The extent that map/grep go to to keep the calling overhead of
the block is horrendous and getting that to work for reduce in
List::Util
was difficult. Doing it with multiple blocks is going
to be potentially very difficult. -- Graham Barr, not exaggerating
how hard it is to work on the parser and optree generator.
Pod::Html
Steffen Müller gave David Landgren a commit bit last week to
take over the maintenance of Pod::Html
. After looking around
the blead directory tree, David wondered where the tests were.
Jan Dubois pointed out their hiding place.
mmm, hand-rolled test harnesses http://xrl.us/bi956
Dave Mitchell looked through the smoke results from March and saw less than half a dozen smokes for 5.10.1-tobe. This led him to ask if some of the regular smokers could schedule a smoke or two on a more regular frequency (especially after 5.8.9 is released).
Bram asked for some help on how to start smoking, such as what the
most desirable combinations are for smoking.

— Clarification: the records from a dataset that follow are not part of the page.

// SPDX-License-Identifier: Apache-2.0
//! Pass 5: writer resolution.
//!
//! For every input slot the multi-set of writers is fixed here, in canonical
//! `(sort_key, id)` order. Writers are wires or defaults — bus outputs are
//! ordinary wires, there is no third kind. The pass only plans; combine
//! nodes are emitted during lowering from these plans.

use crate::compile::{InputPlan, Session};
use crate::combine::CombineMode;
use crate::diag::{DiagCode, Diagnostic, GraphLoc};
use crate::types::DomainKind;

pub(crate) fn run(session: &mut Session<'_>) {
    let block_ids: Vec<_> = session.patch.blocks.iter().map(|b| b.id).collect();
    for block_id in block_ids {
        let Some(block) = session.patch.block(&block_id).cloned() else {
            continue;
        };
        let Some(def) = session.blocks.get(&block.ty) else {
            continue;
        };
        for slot in def.inputs {
            let edges: Vec<_> = session
                .patch
                .edges_into_input(&block_id, slot.id)
                .iter()
                .map(|e| e.id)
                .collect();
            let policy = block.combine.get(slot.id).copied().unwrap_or(slot.combine);

            if edges.is_empty() {
                // Impossible after Pass 0 unless the slot has no default
                // source; that makes it a required input.
                session.diags.push(
                    Diagnostic::error(
                        DiagCode::MissingInput,
                        format!("required input {:?} has no writer", slot.id),
                    )
                    .at(GraphLoc::Port {
                        block: block_id,
                        slot: slot.id.to_owned(),
                    })
                    .with_help("wire the input or give the slot a default"),
                );
                continue;
            }

            if policy.mode == CombineMode::Error && edges.len() > 1 {
                let mut diag = Diagnostic::error(
                    DiagCode::MultiWriterForbidden,
                    format!(
                        "input {:?} forbids multiple writers but has {}",
                        slot.id,
                        edges.len()
                    ),
                )
                .at(GraphLoc::Port {
                    block: block_id,
                    slot: slot.id.to_owned(),
                });
                for id in &edges {
                    diag = diag.at(GraphLoc::Edge(*id));
                }
                session.diags.push(diag);
                continue;
            }

            if slot.ty.domain == DomainKind::Time
                && edges.len() > 1
                && !block.combine.contains_key(slot.id)
            {
                session.diags.push(
                    Diagnostic::error(
                        DiagCode::AmbiguousClockInput,
                        format!(
                            "time input {:?} has {} competing writers and no explicit combine policy",
                            slot.id,
                            edges.len()
                        ),
                    )
                    .at(GraphLoc::Port {
                        block: block_id,
                        slot: slot.id.to_owned(),
                    })
                    .with_help("set a combine policy on the slot or remove the extra clock"),
                );
                continue;
            }

            session
                .input_plans
                .insert((block_id, slot.id.to_owned()), InputPlan { edges, policy });
        }
    }
}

One important point
to come out of the discussion was how useful ccache
can be to
cut down smoking time.
chained smoking http://ccache.samba.org/ http://xrl.us/bi958
Nicholas Clark noticed that one of the Google Summer of Code projects was to improve the performance of built-in functions, by getting them to skip the construction of intermediate lists. Nicholas wsa curious as to what was meant by this, since it isn't part of the current TODO list.
Wren Ng Thornton replied that it is an optimisation known as "deforestation" in Haskell parlance, and comes into play when you have a series of chained maps or greps, and a pipeline of SVs between each step. The answer to this is to use continuous functions, which is just a fancy way of saying that they operate on input and output streams.
Wren offered some rewriting strategies that he thought would speed things up. It all began to fall apart when Nicholas explained that during compilation there was never at any point a usable abstract syntax tree (or AST) that could be used as a basis for such manipulations, since the tokeniser and lexer emit what is more or less the final optree directly. Some additional obligatory fixups are then performed on the tree, as well as some peep-hole optimisations, but both of these operations are hopelessly intertwined. A distinct, pluggable optimiser for Perl 5 remains an elusive dream.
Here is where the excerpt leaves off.